Data-driven organizations like Indeed need great tools. We built Imhotep, our interactive data analytics platform (released last year), to manage the parallel execution of queries. To balance memory efficiency and performance in Imhotep, we developed a technique called vectorized variable-byte (VByte) decoding.
VByte with differential decoding
Many applications use VByte and differential encoding to compress sorted sequences of integers. The most common compression method for inverted indexes uses this style of encoding. This approach encodes successive differences between integers instead of the integers themselves, using fewer bytes for smaller integers at the cost of using more bytes for larger integers.
A conventional VByte decoder examines only one byte at a time, which limits throughput. Also, each input byte requires one branch, leading to mispredicted branches.
Vectorized VByte decoding
Our masked VByte decoder processes larger chunks of input data — 12 bytes — at one time, which is much faster than decoding one byte at a time. This is important for Indeed because Imhotep spends ~40% of its CPU time decoding variable-byte integers. We described this approach in a tech talk last year: Large Scale Analytics and Machine Learning at Indeed.

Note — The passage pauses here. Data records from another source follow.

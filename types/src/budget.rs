//! Wall-clock budget types.
//!
//! Generation is best-effort: a budget bounds how long a call may run, and
//! expiry is never an error. Callers get whatever was accumulated.

use std::time::{Duration, Instant};

use serde::{Deserialize, Serialize};

/// Wall-clock allowance for a single generation call.
///
/// Non-finite or negative second counts collapse to zero, so an invalid
/// budget expires immediately instead of running forever.
#[derive(Debug, Clone, Copy, PartialEq, Eq, Serialize, Deserialize)]
#[serde(from = "f64", into = "f64")]
pub struct Budget(Duration);

impl Budget {
    pub const DEFAULT_SECS: u64 = 120;

    #[must_use]
    pub const fn new(duration: Duration) -> Self {
        Self(duration)
    }

    #[must_use]
    pub fn from_secs_f64(secs: f64) -> Self {
        if secs.is_finite() && secs > 0.0 {
            Self(Duration::try_from_secs_f64(secs).unwrap_or(Duration::MAX))
        } else {
            Self(Duration::ZERO)
        }
    }

    #[must_use]
    pub const fn as_duration(self) -> Duration {
        self.0
    }

    /// Start the clock.
    #[must_use]
    pub fn start(self) -> Deadline {
        Deadline {
            started: Instant::now(),
            budget: self.0,
        }
    }
}

impl Default for Budget {
    fn default() -> Self {
        Self(Duration::from_secs(Self::DEFAULT_SECS))
    }
}

impl From<f64> for Budget {
    fn from(secs: f64) -> Self {
        Self::from_secs_f64(secs)
    }
}

impl From<Budget> for f64 {
    fn from(budget: Budget) -> Self {
        budget.0.as_secs_f64()
    }
}

/// A running budget. Checked cooperatively at loop granularity.
#[derive(Debug, Clone, Copy)]
pub struct Deadline {
    started: Instant,
    budget: Duration,
}

impl Deadline {
    #[must_use]
    pub fn elapsed(&self) -> Duration {
        self.started.elapsed()
    }

    #[must_use]
    pub fn expired(&self) -> bool {
        self.elapsed() > self.budget
    }

    #[must_use]
    pub fn remaining(&self) -> Duration {
        self.budget.saturating_sub(self.elapsed())
    }
}
//! The three-layer gap grammar.
//!
//! - **G1** common gaps: the nominal alphabet of the walk
//! - **G2** permitted ordered gap pairs: bigrams outside this set are discouraged
//! - **G3** anomalies: a minor tier, a major tier, and fixed multi-step excursions
//!
//! Gaps are multiples of the modulus: a gap `k` moves the tail by `30 * k`.

use std::collections::HashSet;

use germain_types::GrammarTuning;

const COMMON_GAPS: [i64; 12] = [1, 2, 3, 4, 5, 7, 8, 9, 12, 13, 14, 15];

const PERMITTED_BIGRAMS: [(i64, i64); 15] = [
    (1, 8),
    (8, 5),
    (5, 1),
    (2, 13),
    (13, 2),
    (7, 4),
    (4, 7),
    (1, 12),
    (12, 1),
    (9, 3),
    (3, 8),
    (5, 4),
    (4, 9),
    (8, 13),
    (13, 7),
];

const MINOR_ANOMALIES: [i64; 13] = [3, 4, 6, 9, 11, 14, 15, 16, 18, 19, 20, 21, 22];

const MAJOR_ANOMALIES: [i64; 10] = [24, 28, 29, 30, 31, 34, 36, 37, 42, 44];

const EXCURSIONS: [&[i64]; 29] = [
    &[20, 29, 3],
    &[19, 30],
    &[4, 11],
    &[15, 30],
    &[21, 21, 23, 11, 3, 3, 4, 4, 24, 3, 22],
    &[15, 9],
    &[4, 3, 14],
    &[9, 44],
    &[19, 3, 18],
    &[26, 15, 15, 3, 10, 16],
    &[42, 6, 22],
    &[17, 3],
    &[11, 10],
    &[22, 9, 4, 14],
    &[3, 44, 17],
    &[20, 14],
    &[24, 18, 20],
    &[27, 34],
    &[18, 19, 30],
    &[32, 10, 9],
    &[24, 71, 17, 4],
    &[15, 19],
    &[3, 3],
    &[37, 18, 36, 22],
    &[34, 21],
    &[4, 14],
    &[4, 21, 4],
    &[15, 4, 31, 11],
    &[19, 36, 14, 6, 15],
];

/// Read-only rule tables shared by every generation call of a session.
#[derive(Debug, Clone)]
pub struct RuleSet {
    common: Vec<i64>,
    bigrams: HashSet<(i64, i64)>,
    minor: Vec<i64>,
    major: Vec<i64>,
    excursions: Vec<Vec<i64>>,
    tuning: GrammarTuning,
}

impl RuleSet {
    /// The laboratory grammar.
    #[must_use]
    pub fn standard() -> Self {
        Self {
            common: COMMON_GAPS.to_vec(),
            bigrams: PERMITTED_BIGRAMS.into_iter().collect(),
            minor: MINOR_ANOMALIES.to_vec(),
            major: MAJOR_ANOMALIES.to_vec(),
            excursions: EXCURSIONS.iter().map(|seq| seq.to_vec()).collect(),
            tuning: GrammarTuning::default(),
        }
    }

    #[must_use]
    pub fn with_tuning(mut self, tuning: GrammarTuning) -> Self {
        self.tuning = tuning;
        self
    }

    /// Replace the fixed excursions. Empty sequences are dropped.
    #[must_use]
    pub fn with_excursions(mut self, excursions: Vec<Vec<i64>>) -> Self {
        self.excursions = excursions.into_iter().filter(|seq| !seq.is_empty()).collect();
        self
    }

    #[must_use]
    pub fn with_common_gaps(mut self, common: Vec<i64>) -> Self {
        self.common = common;
        self
    }

    #[must_use]
    pub fn common_gaps(&self) -> &[i64] {
        &self.common
    }

    #[must_use]
    pub fn minor_anomalies(&self) -> &[i64] {
        &self.minor
    }

    #[must_use]
    pub fn major_anomalies(&self) -> &[i64] {
        &self.major
    }

    #[must_use]
    pub fn excursions(&self) -> &[Vec<i64>] {
        &self.excursions
    }

    #[must_use]
    pub fn tuning(&self) -> &GrammarTuning {
        &self.tuning
    }

    /// Is the ordered pair `(previous, next)` a G2 transition?
    #[must_use]
    pub fn permits(&self, previous: i64, next: i64) -> bool {
        self.bigrams.contains(&(previous, next))
    }

    /// Permitted transitions, sorted, for reporting.
    #[must_use]
    pub fn permitted_bigrams(&self) -> Vec<(i64, i64)> {
        let mut pairs: Vec<_> = self.bigrams.iter().copied().collect();
        pairs.sort_unstable();
        pairs
    }
}

impl Default for RuleSet {
    fn default() -> Self {
        Self::standard()
    }
}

Jeff Plaisance (Indeed), Nathan Kurz (Verse Communications), and Daniel Lemire (LICEF, Université du Québec) discuss the masked VByte decoder in detail in Vectorized VByte Decoding. The paper’s abstract follows:
We consider the ubiquitous technique of VByte compression, which represents each integer as a variable length sequence of bytes. The low 7 bits of each byte encode a portion of the integer, and the high bit of each byte is reserved as a continuation flag. This flag is set to 1 for all bytes except the last, and the decoding of each integer is complete when a byte with a high bit of 0 is encountered. VByte decoding can be a performance bottleneck especially when the unpredictable lengths of the encoded integers cause frequent branch mispredictions. Previous attempts to accelerate VByte decoding using SIMD vector instructions have been disappointing, prodding search engines such as Google to use more complicated but faster-to-decode formats for performance-critical code. Our decoder (MASKED VBYTE) is 2 to 4 times faster than a conventional scalar VByte decoder, making the format once again competitive with regard to speed.
Vectorized VByte Decoding has been accepted to the International Symposium on Web Algorithms (iSWAG) on June 2-3, 2015. iSWAG promotes academic and industrial research on all topics related to web algorithms.